Soon after the COVID lockdown was launched in Kenya, many people felt oppressed, not just by the fear that they would get attacked by this mysterious virus,
an invisible bug that no one knew what it looked like nor where it came from. Kenyans were also concerned about why it was so fearsome since few people had died before a ‘pandemic’ had been declared.
“Many
more people died after they’d taken the vaccine,” Kenyan artist Mary Collis
told BD Life shortly before her solo exhibition opened at the Fig & Olive
Cafe in Tigoni this Saturday, June 22nd.
Back
in 2020 after people were already feeling stir-crazy under the lockdown, Mary
had opened her daily online ‘exhibition’ on Facebook. Initially, she had only
planned on sharing her art for a month or two, but the public response to her
daily doses of sheer beauty with her brightly colored landscapes, seascapes,
sketches, and elegant abstract paintings was so positive, she felt compelled to
keep on sharing her online art for many more days, 245 altogether.
“My
purpose was to lift people up and out of their doldrums and give them a feeling
of hope,” she said.
Mary’s
fans were so appreciative of her everyday online art that they found her a
publisher in Unicorn Press who produced all 245 days of her online art in an
exquisite little book that she entitled ‘Lifting the Day’. The
editors even insisted they include the daily descriptive captions explaining
what was happening in each painting and what had inspired each one.
But
her upcoming exhibition at Fig & Olive Café has less to do with lifting up
hearts and souls and more to do with waking up public consciousness to the way
folks are being bamboozled, ‘gaslit’ and generally brainwashed by all the fear
tactics and mental manipulation associated with COVID, vaccines, face masks,
and social distancing. Altogether, she felt the COVID propaganda had been so
effective as to essentially lock down the world economy and the public psyche with
it for many months. It had also divided people between the true believers and
non-believers in COVID and the vaccines. And those same bamboozlers are still
mentally manipulating the public, she noted, even as they generate more exotic,
invisible bugs and more new vaccines even up to now.
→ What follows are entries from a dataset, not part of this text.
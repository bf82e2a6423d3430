//! Decoding of client "send" payloads.
//!
//! Clients post messages either as a raw JSON array (`text/plain`) or as a
//! single form field `d=<percent-encoded JSON array>`
//! (`application/x-www-form-urlencoded`). Both decode to the ordered list of
//! messages the application receives.

use crate::WireError;
use tracing::debug;

/// Form field carrying the JSON array in url-encoded send bodies
pub const FORM_FIELD_PREFIX: &str = "d=";

/// How a send body is encoded
#[derive(Debug, Clone, Copy, PartialEq, Eq)]
pub enum PayloadEncoding {
    /// Raw JSON array of strings
    Json,
    /// Url-encoded form with the array in field `d`
    Form,
}

impl PayloadEncoding {
    /// Classify a declared content type.
    ///
    /// Only the media type is compared; parameters such as `charset` are
    /// ignored. Anything other than `text/plain` or
    /// `application/x-www-form-urlencoded` is rejected.
    pub fn from_content_type(content_type: Option<&str>) -> Result<Self, WireError> {
        let raw = content_type.unwrap_or_default();
        let essence = raw.split(';').next().unwrap_or_default().trim();

        if essence.eq_ignore_ascii_case("application/x-www-form-urlencoded") {
            Ok(PayloadEncoding::Form)
        } else if essence.eq_ignore_ascii_case("text/plain") {
            Ok(PayloadEncoding::Json)
        } else {
            Err(WireError::ContentType(raw.to_string()))
        }
    }
}

/// Decode a send body into its messages, in array order
pub fn decode_payload(body: &str, encoding: PayloadEncoding) -> Result<Vec<String>, WireError> {
    if body.is_empty() {
        return Err(WireError::EmptyPayload);
    }

    match encoding {
        PayloadEncoding::Json => decode_messages(body),
        PayloadEncoding::Form => {
            if !body.starts_with(FORM_FIELD_PREFIX) || body.len() <= FORM_FIELD_PREFIX.len() {
                return Err(WireError::EmptyPayload);
            }

            // Form encoding turns spaces into '+' before percent-escaping
            let plus_decoded = body.replace('+', " ");
            let decoded =
                urlencoding::decode(&plus_decoded).map_err(|_| WireError::FormEncoding)?;
            decode_messages(&decoded[FORM_FIELD_PREFIX.len()..])
        }
    }
}

/// Decode a JSON array of strings
pub fn decode_messages(json: &str) -> Result<Vec<String>, WireError> {
    let messages: Vec<String> = serde_json::from_str(json)?;
    debug!("Decoded {} inbound messages", messages.len());
    Ok(messages)
}

#[cfg(test)]
mod tests {
    use super::*;

    #[test]
    fn test_content_type_classification() {
        assert_eq!(
            PayloadEncoding::from_content_type(Some("text/plain")).unwrap(),
            PayloadEncoding::Json
        );
        assert_eq!(
            PayloadEncoding::from_content_type(Some("text/plain;charset=UTF-8")).unwrap(),
            PayloadEncoding::Json
        );
        assert_eq!(
            PayloadEncoding::from_content_type(Some("Application/X-WWW-Form-Urlencoded"))
                .unwrap(),
            PayloadEncoding::Form
        );
        assert!(matches!(
            PayloadEncoding::from_content_type(Some("application/json")),
            Err(WireError::ContentType(_))
        ));
        assert!(matches!(
            PayloadEncoding::from_content_type(None),
            Err(WireError::ContentType(_))
        ));
    }

    #[test]
    fn test_decode_json_body() {
        let messages = decode_payload(r#"["a","b","c"]"#, PayloadEncoding::Json).unwrap();
        assert_eq!(messages, vec!["a", "b", "c"]);
    }

    #[test]
    fn test_decode_form_body() {
        let body = format!("d={}", urlencoding::encode(r#"["x y","é"]"#));
        let messages = decode_payload(&body, PayloadEncoding::Form).unwrap();
        assert_eq!(messages, vec!["x y", "é"]);

        let messages = decode_payload("d=%5B%22a+b%22%5D", PayloadEncoding::Form).unwrap();
        assert_eq!(messages, vec!["a b"]);
    }

    #[test]
    fn test_empty_and_malformed_bodies() {
        assert!(matches!(
            decode_payload("", PayloadEncoding::Json),
            Err(WireError::EmptyPayload)
        ));
        assert!(matches!(
            decode_payload("", PayloadEncoding::Form),
            Err(WireError::EmptyPayload)
        ));
        assert!(matches!(
            decode_payload("d=", PayloadEncoding::Form),
            Err(WireError::EmptyPayload)
        ));
        assert!(matches!(
            decode_payload("x=%5B%5D", PayloadEncoding::Form),
            Err(WireError::EmptyPayload)
        ));
    }

    #[test]
    fn test_broken_json_is_distinct() {
        assert!(matches!(
            decode_payload("[\"unterminated", PayloadEncoding::Json),
            Err(WireError::Json(_))
        ));
        assert!(matches!(
            decode_payload("{\"a\":1}", PayloadEncoding::Json),
            Err(WireError::Json(_))
        ));
        assert!(matches!(
            decode_payload("d=%5B1%5D", PayloadEncoding::Form),
            Err(WireError::Json(_))
        ));
    }
}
“There is a lot more well-researched information now that has come out to reinforce my perspective on vaccines,” says Mary who is no longer concerned that others disagree with her point of view. What she’s more concerned with now is that people come to see her new show which she irreverently entitled ‘The Clusterfuck Series.’
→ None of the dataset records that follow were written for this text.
//! Liveness tracking: heartbeat scheduling and the detached-session timeout.
//!
//! A session runs two independent timers. While a listener is attached the
//! heartbeat deadline sits one `heartbeat_period` after the last traffic, so
//! every write pushes it back and a quiet listener never goes longer than one
//! period without a frame. While no listener is attached the timeout timer
//! counts down from the moment of detachment; attaching cancels it.

use std::time::Duration;
use tokio::time::Instant;

/// Per-session liveness state
#[derive(Debug, Clone)]
pub struct Liveness {
    heartbeat_period: Duration,
    timeout: Duration,
    last_activity: Instant,
    detached_since: Option<Instant>,
}

impl Liveness {
    /// Start tracking a freshly created, not yet attached session
    pub fn new(heartbeat_period: Duration, timeout: Duration) -> Self {
        let now = Instant::now();
        Self {
            heartbeat_period,
            timeout,
            last_activity: now,
            detached_since: Some(now),
        }
    }

    /// Record traffic in either direction
    pub fn touch(&mut self) {
        self.last_activity = Instant::now();
    }

    /// Time of the last recorded traffic
    pub fn last_activity(&self) -> Instant {
        self.last_activity
    }

    /// A listener was attached: cancel the timeout
    pub fn attached(&mut self) {
        self.detached_since = None;
    }

    /// The listener went away: restart the timeout
    pub fn detached(&mut self) {
        self.detached_since = Some(Instant::now());
    }

    /// When the session expires, if no listener attaches before then
    pub fn timeout_deadline(&self) -> Option<Instant> {
        self.detached_since.map(|since| since + self.timeout)
    }

    /// Whether a full heartbeat period passed without traffic
    pub fn heartbeat_due(&self) -> bool {
        self.last_activity.elapsed() >= self.heartbeat_period
    }

    /// When a heartbeat is owed if nothing else is written before then
    pub fn heartbeat_deadline(&self) -> Instant {
        self.last_activity + self.heartbeat_period
    }
}

/// Sleep until `deadline`, or forever when there is none
pub async fn sleep_until_deadline(deadline: Option<Instant>) {
    match deadline {
        Some(deadline) => tokio::time::sleep_until(deadline).await,
        None => std::future::pending().await,
    }
}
It’s terminology uncommonly associated with Collis who is otherwise gracious and gentile. “But in this instance, I feel the term is appropriate since that is what we have been witnessing,” she added.
Anyone
can come to Mary’s exhibition and appreciate the beauty of her newest abstract
and semi-abstract paintings if they come with an open mind. Her usage of
powerful primary colors is most evocative, and indicative of her having equally
powerful feelings which speak more clearly than any words could do. She has
evolved her own version of abstract expressionism (in the same vein as artists
like Jackson Pollack, Mark Rothko and Willem de Kooning).
One
need not dive into Mary’s world view in order to appreciate her art. There is
much more going on in this show than knowing whether she seriously believes
there is a minute group of wealthy elites (such as ‘Big Pharma’ who produce
vaccines and make billions in the process) who are covertly calling the shots
on COVID. They are ostensibly the ones who have orchestrated the whole
narrative about COVID-19 and the dire consequences one is bound to suffer if he
doesn’t take the vaccines. It doesn’t even matter that you don’t believe the
‘deep state’ theory, that the world has been lulled into a soporific state of
mental miasma that is unlikely to end well.
Mary’s
work for this show is not just about painting and curating her own exhibition.
It is also about finding what she felt was the right space to have it in. She
says she knew it was the Fig and Olive from the moment she found it. The only
drawbacks to it are its distance from Nairobi’s CBD (Its much closer to Limuru
town) and the fact it has more window than walls.
“But we’ll work it out,” Mary speaking
confidently that the show will go on from 10am tomorrow morning.